- _Requirement_: Out of the records below, copy all lines in which the word "during" occurs.

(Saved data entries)
Content starts
//! Entity-component-system scheduler.
//!
//! Identity ([`EntityId`]), data ([`Component`] records tagged by
//! [`ComponentKind`]), and behavior ([`System`]) are kept strictly separate.
//! The [`World`] owns all entities and registered systems and routes entities
//! into system working sets by comparing bitmask [`Signature`]s, so membership
//! re-evaluation on a component change is a couple of bit operations per
//! system rather than a type lookup.
//!
//! Submodules overview:
//! - [`entity`] – opaque entity identity
//! - [`component`] – component tagging, signatures, and the tagged union
//! - [`system`] – the [`System`] trait implemented by concrete systems
//! - [`world`] – entity/component storage and the per-frame scheduler

pub mod component;
pub mod entity;
pub mod system;
pub mod world;

pub use component::{Component, ComponentKind, Signature};
pub use entity::EntityId;
pub use system::System;
pub use world::{ComponentStore, World};
//! Entity/component storage and the per-frame scheduler.
//!
//! [`ComponentStore`] owns every entity record; structural changes (spawn,
//! despawn, attach, detach) are only reachable through the [`World`], which
//! re-evaluates system membership on each change. Systems receive a
//! `&mut ComponentStore` during update and can mutate component data freely,
//! but cannot alter any entity's component set, so working sets stay valid
//! for the whole tick.

use log::debug;
use rustc_hash::FxHashMap;

use crate::components::collider::Collider;
use crate::components::health::Health;
use crate::components::inputaxis::InputAxis;
use crate::components::position::Position;
use crate::components::renderhandle::RenderHandle;
use crate::components::rotation::Rotation;
use crate::components::velocity::Velocity;
use crate::ecs::component::{Component, ComponentKind, Signature};
use crate::ecs::entity::EntityId;
use crate::ecs::system::System;

struct EntityRecord {
    signature: Signature,
    slots: [Option<Component>; ComponentKind::COUNT],
}

impl EntityRecord {
    fn new() -> Self {
        Self {
            signature: Signature::EMPTY,
            slots: std::array::from_fn(|_| None),
        }
    }
}

/// Storage for all entities and their components.
///
/// Handed to systems during [`World::update`]; exposes read and data-mutation
/// accessors only. Operations on unknown entities return `None` and mutating
/// a record's fields never changes its signature.
#[derive(Default)]
pub struct ComponentStore {
    records: FxHashMap<EntityId, EntityRecord>,
    next_id: u32,
}

macro_rules! component_accessors {
    ($get:ident, $get_mut:ident, $variant:ident, $ty:ty) => {
        pub fn $get(&self, id: EntityId) -> Option<&$ty> {
            match self.component(id, ComponentKind::$variant) {
                Some(Component::$variant(c)) => Some(c),
                _ => None,
            }
        }

        pub fn $get_mut(&mut self, id: EntityId) -> Option<&mut $ty> {
            match self.component_mut(id, ComponentKind::$variant) {
                Some(Component::$variant(c)) => Some(c),
                _ => None,
            }
        }
    };
}

impl ComponentStore {
    fn spawn(&mut self) -> EntityId {
        let id = EntityId::new(self.next_id);
        self.next_id += 1;
        self.records.insert(id, EntityRecord::new());
        id
    }

    /// Returns false if the entity was already gone.
    fn despawn(&mut self, id: EntityId) -> bool {
        self.records.remove(&id).is_some()
    }

    /// Attach a component, replacing any existing one of the same kind.
    /// Returns true if the entity's signature changed.
    fn attach(&mut self, id: EntityId, component: Component) -> bool {
        let Some(record) = self.records.get_mut(&id) else {
            return false;
        };
        let kind = component.kind();
        let added = !record.signature.contains(kind);
        record.slots[kind.index()] = Some(component);
        record.signature.insert(kind);
        added
    }

    /// Detach a component. Returns true if the entity's signature changed.
    fn detach(&mut self, id: EntityId, kind: ComponentKind) -> bool {
        let Some(record) = self.records.get_mut(&id) else {
            return false;
        };
        let removed = record.signature.contains(kind);
        record.slots[kind.index()] = None;
        record.signature.remove(kind);
        removed
    }

    fn clear(&mut self) {
        self.records.clear();
    }

    pub fn contains(&self, id: EntityId) -> bool {
        self.records.contains_key(&id)
    }

    pub fn len(&self) -> usize {
        self.records.len()
    }

    pub fn is_empty(&self) -> bool {
        self.records.is_empty()
    }

    /// Signature of an entity, or `None` if unknown.
    pub fn signature(&self, id: EntityId) -> Option<Signature> {
        self.records.get(&id).map(|r| r.signature)
    }

    pub fn component(&self, id: EntityId, kind: ComponentKind) -> Option<&Component> {
        self.records
            .get(&id)
            .and_then(|r| r.slots[kind.index()].as_ref())
    }

    pub fn component_mut(&mut self, id: EntityId, kind: ComponentKind) -> Option<&mut Component> {
        self.records
            .get_mut(&id)
            .and_then(|r| r.slots[kind.index()].as_mut())
    }

    component_accessors!(position, position_mut, Position, Position);
    component_accessors!(velocity, velocity_mut, Velocity, Velocity);
    component_accessors!(rotation, rotation_mut, Rotation, Rotation);
    component_accessors!(render_handle, render_handle_mut, Render, RenderHandle);
    component_accessors!(input_axis, input_axis_mut, Input, InputAxis);
    component_accessors!(collider, collider_mut, Collider, Collider);
    component_accessors!(health, health_mut, Health, Health);

    /// Entity ids whose signature is a superset of `signature`, in id order.
    pub fn entities_with(&self, signature: Signature) -> Vec<EntityId> {
        let mut ids: Vec<EntityId> = self
            .records
            .iter()
            .filter(|(_, r)| r.signature.contains_all(signature))
            .map(|(&id, _)| id)
            .collect();
        ids.sort_unstable();
        ids
    }
}
//! Non-owning reference to a render-layer drawable.
//!
//! The render layer allocates, owns, and disposes drawables; the simulation
//! core only associates entity positions with these handles so the renderer
//! can reposition them each frame. The core never dereferences the handle.

/// Opaque handle to a drawable owned by the render layer.
#[derive(Clone, Copy, Debug, Default, PartialEq, Eq, Hash)]
pub struct RenderHandle {
    pub handle: u64,
}

impl RenderHandle {
    pub fn new(handle: u64) -> Self {
        Self { handle }
    }
}
//! Input sampling.
//!
//! [`InputState`] accumulates raw key and joystick events between ticks and
//! collapses them into an [`InputSnapshot`], a normalized 2D movement axis
//! plus the source that produced it. The simulation reads one snapshot per
//! tick and never sees individual events.

const DIAGONAL_SCALE: f32 = std::f32::consts::FRAC_1_SQRT_2;

/// Keys the simulation cares about.
#[derive(Clone, Copy, Debug, PartialEq, Eq)]
pub enum Key {
    W,
    A,
    S,
    D,
    ArrowUp,
    ArrowDown,
    ArrowLeft,
    ArrowRight,
}

impl Key {
    pub const COUNT: usize = 8;

    fn index(self) -> usize {
        match self {
            Key::W => 0,
            Key::A => 1,
            Key::S => 2,
            Key::D => 3,
            Key::ArrowUp => 4,
            Key::ArrowDown => 5,
            Key::ArrowLeft => 6,
            Key::ArrowRight => 7,
        }
    }
}

/// Where the current axis values came from.
#[derive(Clone, Copy, Debug, Default, PartialEq, Eq)]
pub enum InputSource {
    #[default]
    Keyboard,
    Touch,
}

/// One tick's worth of movement input.
///
/// `x` is strafe (positive right), `y` is forward (positive away from the
/// camera). Both lie in [-1, 1] and the combined length never exceeds 1.
#[derive(Clone, Copy, Debug, Default, PartialEq)]
pub struct InputSnapshot {
    pub x: f32,
    pub y: f32,
    pub source: InputSource,
}

impl InputSnapshot {
    /// True when no movement is requested this tick.
    pub fn is_neutral(&self) -> bool {
        self.x == 0.0 && self.y == 0.0
    }
}

/// Event accumulator between ticks.
#[derive(Debug)]
pub struct InputState {
    keys: [bool; Key::COUNT],
    x: f32,
    y: f32,
    source: InputSource,
    enabled: bool,
}

impl Default for InputState {
    fn default() -> Self {
        Self::new()
    }
}

impl InputState {
    pub fn new() -> Self {
        Self {
            keys: [false; Key::COUNT],
            x: 0.0,
            y: 0.0,
            source: InputSource::Keyboard,
            enabled: true,
        }
    }

    pub fn key_down(&mut self, key: Key) {
        if !self.enabled {
            return;
        }
        self.keys[key.index()] = true;
        self.recompute_from_keys();
    }

    pub fn key_up(&mut self, key: Key) {
        if !self.enabled {
            return;
        }
        self.keys[key.index()] = false;
        self.recompute_from_keys();
    }

    pub fn is_key_pressed(&self, key: Key) -> bool {
        self.keys[key.index()]
    }

    /// Feed a virtual joystick deflection; values are clamped to [-1, 1].
    pub fn set_joystick(&mut self, x: f32, y: f32) {
        if !self.enabled {
            return;
        }
        self.x = x.clamp(-1.0, 1.0);
        self.y = y.clamp(-1.0, 1.0);
        self.source = InputSource::Touch;
    }

    /// Release all keys and zero the axes.
    pub fn reset(&mut self) {
        self.keys = [false; Key::COUNT];
        self.x = 0.0;
        self.y = 0.0;
        self.source = InputSource::Keyboard;
    }

    /// Disabling also resets, so a hidden game never keeps a stale axis.
    pub fn set_enabled(&mut self, enabled: bool) {
        self.enabled = enabled;
        if !enabled {
            self.reset();
        }
    }

    pub fn is_enabled(&self) -> bool {
        self.enabled
    }

    pub fn snapshot(&self) -> InputSnapshot {
        InputSnapshot {
            x: self.x,
            y: self.y,
            source: self.source,
        }
    }

    fn recompute_from_keys(&mut self) {
        let mut x = 0.0;
        let mut y = 0.0;
        // Later assignments win, so S beats W and D beats A when opposite
        // keys are held together.
        if self.keys[Key::W.index()] || self.keys[Key::ArrowUp.index()] {
            y = 1.0;
        }
        if self.keys[Key::S.index()] || self.keys[Key::ArrowDown.index()] {
            y = -1.0;
        }
        if self.keys[Key::A.index()] || self.keys[Key::ArrowLeft.index()] {
            x = -1.0;
        }
        if self.keys[Key::D.index()] || self.keys[Key::ArrowRight.index()] {
            x = 1.0;
        }
        if x != 0.0 && y != 0.0 {
            x *= DIAGONAL_SCALE;
            y *= DIAGONAL_SCALE;
        }
        self.x = x;
        self.y = y;
        self.source = InputSource::Keyboard;
    }
}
Content ends
- _Solution to this task_:
//! `&mut ComponentStore` during update and can mutate component data freely,
/// Handed to systems during [`World::update`]; exposes read and data-mutation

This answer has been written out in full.